Restoring the fish will likely require changes to commercial fisheries on the Delaware, whose gill nets often ensnare sturgeon as well as the target fish.

Officials will also be addressing ship strikes that kill the fish. Sturgeon often feed in the deepest portions of the river - the ship channel. For whatever reason, they either don't sense when a large ship is approaching or don't get out of the way.

Last year, Delaware officials received reports of 22 sturgeon that had washed ashore, sometimes with fatal gashes, other times cut in half.

A final issue in managing the species involves the river's flow itself. Right now, freshwater releases from three Upstate New York reservoirs are regulated to maintain specific flows downstream.

Prime territory

Scientists say that releases eventually might have to be increased to rinse any prime spawning habitat because the eggs cannot survive in salty water. But those reservoirs also supply much of the drinking water of New York City.

"So it's a water-rights issue, too," said Delaware's Fox.

While few outside fisheries biologists know - or likely care - about the Atlantic sturgeon today, the species was celebrated in the late 1800s, when its eggs were highly sought for caviar.

Although the sturgeon lives in other rivers, the Delaware was its prime territory.

In one year - 1898 - New Jersey fishermen alone hauled in 5,060 sturgeons, quite a feat given that the adult fish can reach 14 feet and weight up to 800 pounds. The fishermen filled 1,067 kegs of caviar - valued then at more than $76,000.

And then the boom was over. The species collapsed because of overfishing. The river became too polluted. Dredging changed the river bottom and the tidal flows.

A Delaware River population that once boasted 180,000 females is now believed to be as little as 300.

The fish's biology has not helped it.

Although the species has survived about 75 million years and individuals can live for 50 years, females don't reach sexual maturity until they are 18 to 20 years old.

The fish spends most of its time in the ocean, but then comes into rivers to spawn. Specific conditions must be met: The water must be fresh, yet tidal, which occurs in the Delaware roughly between the Commodore Barry Bridge and Trenton.

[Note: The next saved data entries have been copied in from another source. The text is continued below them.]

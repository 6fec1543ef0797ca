//! Cursor-editable line reader.
//!
//! Runs inside a task: collects one line of keyboard input with
//! insertion-point editing (arrow keys, backspace, delete) and yields to
//! the scheduler whenever no key is pending, so polling never starves the
//! other tasks. The edited line is echoed in place after every keystroke
//! and the hardware cursor tracks the insertion point.

use crate::drivers::keyboard::{self, KeyEvent};
use crate::drivers::screen::{self, VGA_WIDTH};
use crate::scheduler;

/// Read one line into `buf`, terminated by ENTER.
///
/// The editable area starts at the current screen cursor. Returns the line
/// length; the buffer is NUL-terminated at that index, so at most
/// `buf.len() - 1` characters are accepted and further insertions are
/// ignored. On ENTER the screen cursor moves past the line and a newline
/// is emitted (scrolling if the input row was the last text-area row).
pub fn read_line(buf: &mut [u8]) -> usize {
    let cap = buf.len();
    let mut len = 0usize;
    // Insertion point, always within [0, len].
    let mut cur = 0usize;

    let (input_row, input_col) = screen::with_screen(|s| {
        let pos = s.cursor_position();
        s.hw_cursor_set(pos.0, pos.1);
        pos
    });

    buf[0] = 0;

    loop {
        let Some(event) = keyboard::try_get_key() else {
            // The only suspension point of the editor.
            scheduler::yield_now();
            continue;
        };

        match event {
            KeyEvent::Enter => {
                buf[len] = 0;
                screen::with_screen(|s| {
                    s.set_cursor(input_row, input_col + len);
                    s.print_char(b'\n');
                });
                return len;
            }
            KeyEvent::Left => {
                if cur > 0 {
                    cur -= 1;
                }
            }
            KeyEvent::Right => {
                if cur < len {
                    cur += 1;
                }
            }
            KeyEvent::Backspace => {
                if cur > 0 {
                    buf.copy_within(cur..len, cur - 1);
                    cur -= 1;
                    len -= 1;
                    buf[len] = 0;
                }
            }
            KeyEvent::Delete => {
                if cur < len {
                    buf.copy_within(cur + 1..len, cur);
                    len -= 1;
                    buf[len] = 0;
                }
            }
            KeyEvent::Char(c) => {
                if len + 1 < cap {
                    buf.copy_within(cur..len, cur + 1);
                    buf[cur] = c;
                    cur += 1;
                    len += 1;
                    buf[len] = 0;
                }
            }
        }

        // Echo the whole line in place, blank any leftover cells from a
        // previously longer line, then park the cursor on the insertion
        // point.
        screen::with_screen(|s| {
            for i in 0..len {
                s.put_char_at(input_row, input_col + i, buf[i]);
            }
            let mut i = len;
            while i < cap - 1 && input_col + i < VGA_WIDTH {
                s.put_char_at(input_row, input_col + i, b' ');
                i += 1;
            }
            s.hw_cursor_set(input_row, input_col + cur);
        });
    }
}
//! QEMU Debug Exit Device
//!
//! Lets a test kernel signal its verdict to the host. QEMU must be started
//! with `-device isa-debug-exit,iobase=0xf4,iosize=0x04`; the value written
//! to port 0xF4 is transformed into host exit code `(value << 1) | 1`, so
//! 0x10 becomes 33 (success) and 0x11 becomes 35 (failure).

use crate::arch::port::PortByte;

/// QEMU debug exit device I/O port
const QEMU_EXIT_PORT: u16 = 0xF4;

/// Exit codes for QEMU (these get transformed by QEMU)
#[derive(Debug, Clone, Copy, PartialEq, Eq)]
#[repr(u8)]
pub enum QemuExitCode {
    /// QEMU exits with code 33
    Success = 0x10,
    /// QEMU exits with code 35
    Failed = 0x11,
}

/// Exit QEMU with the specified exit code.
///
/// Outside QEMU (or without the debug-exit device) the write is ignored and
/// the CPU halts instead.
pub fn exit_qemu(exit_code: QemuExitCode) -> ! {
    // SAFETY:
    // - Writing the exit device port either terminates the VM or is ignored.
    unsafe {
        PortByte::new(QEMU_EXIT_PORT).write(exit_code as u8);
    }

    loop {
        // SAFETY:
        // - `hlt` is valid in ring 0.
        unsafe {
            core::arch::asm!("hlt");
        }
    }
}
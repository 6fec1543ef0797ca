//! VGA Text Mode Driver
//!
//! Owns the character-cell framebuffer at physical address 0xB8000
//! (80 x 25 cells, low byte character, high byte attribute) and the CRTC
//! hardware cursor. The logical cursor lives in the *text area*, the top
//! 24 rows; the bottom row is reserved for status output and is never
//! touched by scrolling. Absolute writes (`put_char_at` / `write_at`) may
//! address the whole grid and leave the logical cursor alone; overlay and
//! HUD rendering is built entirely on them.

use crate::arch::port::PortByte;
use core::cell::UnsafeCell;
use core::fmt;
use core::ptr;

/// VGA text buffer base address (identity-mapped low memory)
const VGA_BUFFER: usize = 0xB8000;

/// VGA CRTC ports for cursor control
const CRTC_INDEX: u16 = 0x3D4;
const CRTC_DATA: u16 = 0x3D5;

/// CRTC register indices
const CURSOR_START_REG: u8 = 0x0A;
const CURSOR_END_REG: u8 = 0x0B;
const CURSOR_POS_HIGH_REG: u8 = 0x0E;
const CURSOR_POS_LOW_REG: u8 = 0x0F;

/// Writing this to the cursor-start register turns the cursor off
const CURSOR_DISABLE: u8 = 0x20;

/// Block cursor covering the full scanline range of a cell
const CURSOR_SCANLINE_START: u8 = 0;
const CURSOR_SCANLINE_END: u8 = 15;

/// Screen dimensions
pub const VGA_WIDTH: usize = 80;
pub const VGA_HEIGHT: usize = 25;

/// Rows managed by the logical cursor; the bottom row never scrolls.
pub const TEXT_AREA_HEIGHT: usize = VGA_HEIGHT - 1;

/// VGA Colors
#[derive(Debug, Clone, Copy, PartialEq, Eq)]
#[repr(u8)]
pub enum Color {
    Black = 0,
    Blue = 1,
    Green = 2,
    Cyan = 3,
    Red = 4,
    Magenta = 5,
    Brown = 6,
    LightGray = 7,
    DarkGray = 8,
    LightBlue = 9,
    LightGreen = 10,
    LightCyan = 11,
    LightRed = 12,
    Pink = 13,
    Yellow = 14,
    White = 15,
}

/// One VGA character cell (character + attribute byte)
#[derive(Debug, Clone, Copy)]
#[repr(C)]
struct VgaChar {
    character: u8,
    attribute: u8,
}

/// Screen driver state: logical text-area cursor plus the active palette.
pub struct Screen {
    row: usize,
    col: usize,
    foreground: Color,
    background: Color,
}

impl Screen {
    pub const fn new() -> Self {
        Self {
            row: 0,
            col: 0,
            foreground: Color::White,
            background: Color::Black,
        }
    }

    /// Attribute byte for new cells
    fn attribute(&self) -> u8 {
        ((self.background as u8) << 4) | (self.foreground as u8)
    }

    fn cell_ptr(&self, row: usize, col: usize) -> *mut VgaChar {
        (VGA_BUFFER + (row * VGA_WIDTH + col) * 2) as *mut VgaChar
    }

    fn write_cell(&self, row: usize, col: usize, character: u8) {
        let cell = VgaChar {
            character,
            attribute: self.attribute(),
        };
        // SAFETY:
        // - `row`/`col` are kept within the 80x25 grid by all callers.
        // - Volatile access is required for MMIO semantics.
        unsafe {
            ptr::write_volatile(self.cell_ptr(row, col), cell);
        }
    }

    /// Set the current text color
    pub fn set_color(&mut self, color: Color) {
        self.foreground = color;
    }

    /// Set both foreground and background colors
    pub fn set_colors(&mut self, foreground: Color, background: Color) {
        self.foreground = foreground;
        self.background = background;
    }

    /// Clear the whole grid and reset the cursor to (0, 0).
    pub fn clear(&mut self) {
        for row in 0..VGA_HEIGHT {
            self.clear_row(row);
        }
        self.row = 0;
        self.col = 0;
        self.hw_cursor_update();
    }

    /// Clear the text area only and reset the cursor to (0, 0).
    ///
    /// The reserved bottom row keeps its contents.
    pub fn clear_text_area(&mut self) {
        for row in 0..TEXT_AREA_HEIGHT {
            self.clear_row(row);
        }
        self.row = 0;
        self.col = 0;
        self.hw_cursor_update();
    }

    fn clear_row(&self, row: usize) {
        for col in 0..VGA_WIDTH {
            self.write_cell(row, col, b' ');
        }
    }

    /// Print a single character at the logical cursor.
    ///
    /// Newline advances to the next text-area line (scrolling at the
    /// bottom); hitting the right edge behaves like a newline.
    pub fn print_char(&mut self, c: u8) {
        if c == b'\n' {
            self.newline();
            return;
        }

        self.write_cell(self.row, self.col, c);
        self.col += 1;
        if self.col >= VGA_WIDTH {
            self.newline();
            return;
        }
        self.hw_cursor_update();
    }

    /// Print a string at the logical cursor.
    pub fn print_str(&mut self, s: &str) {
        for byte in s.bytes() {
            self.print_char(byte);
        }
    }

    /// Absolute write; no cursor or scroll side effect.
    ///
    /// Out-of-bounds coordinates are a no-op.
    pub fn put_char_at(&self, row: usize, col: usize, c: u8) {
        if row >= VGA_HEIGHT || col >= VGA_WIDTH {
            return;
        }
        self.write_cell(row, col, c);
    }

    /// Absolute string write starting at `(row, col)`; stops at the end of
    /// the row.
    pub fn write_at(&self, row: usize, col: usize, s: &str) {
        for (i, byte) in s.bytes().enumerate() {
            if col + i >= VGA_WIDTH {
                break;
            }
            self.put_char_at(row, col + i, byte);
        }
    }

    /// Line feed with the text-area scroll rule: space-fill the rest of the
    /// current line, then either move down or scroll the text area up.
    fn newline(&mut self) {
        while self.col < VGA_WIDTH {
            self.write_cell(self.row, self.col, b' ');
            self.col += 1;
        }
        self.col = 0;

        if self.row + 1 >= TEXT_AREA_HEIGHT {
            self.scroll_up();
            self.row = TEXT_AREA_HEIGHT - 1;
        } else {
            self.row += 1;
        }
        self.hw_cursor_update();
    }

    /// Move text-area rows [1, TEXT_AREA_HEIGHT) up by one and blank the
    /// last text-area row. The reserved bottom row is not part of the copy.
    fn scroll_up(&mut self) {
        let count = (TEXT_AREA_HEIGHT - 1) * VGA_WIDTH;
        // SAFETY:
        // - Source and destination both lie inside the text area of the
        //   VGA buffer; the regions overlap, which `ptr::copy` permits.
        unsafe {
            ptr::copy(self.cell_ptr(1, 0), self.cell_ptr(0, 0), count);
        }
        self.clear_row(TEXT_AREA_HEIGHT - 1);
    }

    /// Get the logical cursor position (0-based)
    pub fn cursor_position(&self) -> (usize, usize) {
        (self.row, self.col)
    }

    /// Set the logical cursor position (0-based, clamped to the grid)
    pub fn set_cursor(&mut self, row: usize, col: usize) {
        self.row = row.min(VGA_HEIGHT - 1);
        self.col = col.min(VGA_WIDTH - 1);
        self.hw_cursor_update();
    }

    fn hw_cursor_update(&self) {
        self.hw_cursor_set(self.row, self.col);
    }

    /// Program the hardware cursor position, independent of the logical
    /// cursor. Coordinates are clamped to the grid.
    pub fn hw_cursor_set(&self, row: usize, col: usize) {
        let row = row.min(VGA_HEIGHT - 1);
        let col = col.min(VGA_WIDTH - 1);
        let pos = (row * VGA_WIDTH + col) as u16;

        // SAFETY:
        // - CRTC index/data writes only move the visible cursor.
        unsafe {
            let index = PortByte::new(CRTC_INDEX);
            let data = PortByte::new(CRTC_DATA);

            index.write(CURSOR_POS_LOW_REG);
            data.write(pos as u8);
            index.write(CURSOR_POS_HIGH_REG);
            data.write((pos >> 8) as u8);
        }
    }

    /// Enable the hardware cursor with a full-cell scanline range.
    pub fn cursor_enable(&self) {
        // SAFETY:
        // - Read-modify-write of the CRTC cursor shape registers keeps the
        //   reserved upper bits intact.
        unsafe {
            let index = PortByte::new(CRTC_INDEX);
            let data = PortByte::new(CRTC_DATA);

            index.write(CURSOR_START_REG);
            let start = data.read();
            data.write((start & 0xC0) | CURSOR_SCANLINE_START);

            index.write(CURSOR_END_REG);
            let end = data.read();
            data.write((end & 0xE0) | CURSOR_SCANLINE_END);
        }
    }

    /// Hide the hardware cursor.
    pub fn cursor_hide(&self) {
        // SAFETY:
        // - Setting the disable bit in the cursor-start register only
        //   affects cursor visibility.
        unsafe {
            let index = PortByte::new(CRTC_INDEX);
            let data = PortByte::new(CRTC_DATA);

            index.write(CURSOR_START_REG);
            data.write(CURSOR_DISABLE);
        }
    }
}

// write!() support for shell output
impl fmt::Write for Screen {
    fn write_str(&mut self, s: &str) -> fmt::Result {
        self.print_str(s);
        Ok(())
    }
}

/// Global console instance shared by every task.
struct Console {
    inner: UnsafeCell<Screen>,
}

// SAFETY:
// - Kernel is single-core and cooperative; exactly one task runs at a time
//   and `with_screen` closures contain no yield point.
unsafe impl Sync for Console {}

static CONSOLE: Console = Console {
    inner: UnsafeCell::new(Screen::new()),
};

/// Run `f` with the shared screen.
///
/// The closure must not yield: the scheduler would hand the mutable screen
/// state to another task mid-update.
pub fn with_screen<R>(f: impl FnOnce(&mut Screen) -> R) -> R {
    // SAFETY:
    // - Single thread of control; no reentrancy because no interrupts and
    //   no yield inside the closure.
    unsafe { f(&mut *CONSOLE.inner.get()) }
}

The eggs are sticky when they are released, and they remain so for only half an hour. They sink to the bottom and need to settle onto a rocky substrate to survive.

The young stay in the river a few years, and then they follow their elders out to sea. Sturgeon tagged in the Delaware have been found from Florida to Canada.

As researchers began to pay more attention to the plight of the sturgeon, they worried that the fish were no longer breeding in the Delaware. This would all but surely spell their doom.

Then, in 2009, Delaware's Fisher was clearing a net of what he thought were white perch when he saw something odd. It was a sturgeon hatched that summer. That year, he and Kennett Square fisheries researcher Hal Brundage caught about 55.

The next year, nothing.

But in 2011 - a wet year, like 2009, with high river flows - they caught more.

Fisher has been fitting juveniles with ultrasonic transmitters - each about as big as a large vitamin pill - and receivers have been mounted on Coast Guard buoys from above Trenton through the estuary and out into the ocean.

The catch of young gives scientists hope.

"I think we have to be optimistic," said Brundage, although he conceded that "it's really hard for me to make a reasoned comment on the prospects for the recovery of the species."

There are just too many unknowns, and the fish faces significant problems.

Scientists are hoping the listing will prompt the dedication of funds to research.

Not much is known about what the fish eat. Or where the young go and why.

"Sturgeon are tricky - they live on the bottom of a very murky estuary," said Danielle Kreeger, science director of the nonprofit Partnership for the Delaware Estuary, who called the fish "a signature species" for the river. "It's just difficult to put divers down there or do anything where you can study them.

"That's one of the reasons I'm excited about the potential listing," she said. "If nothing more, it should bring more attention to an understudied animal."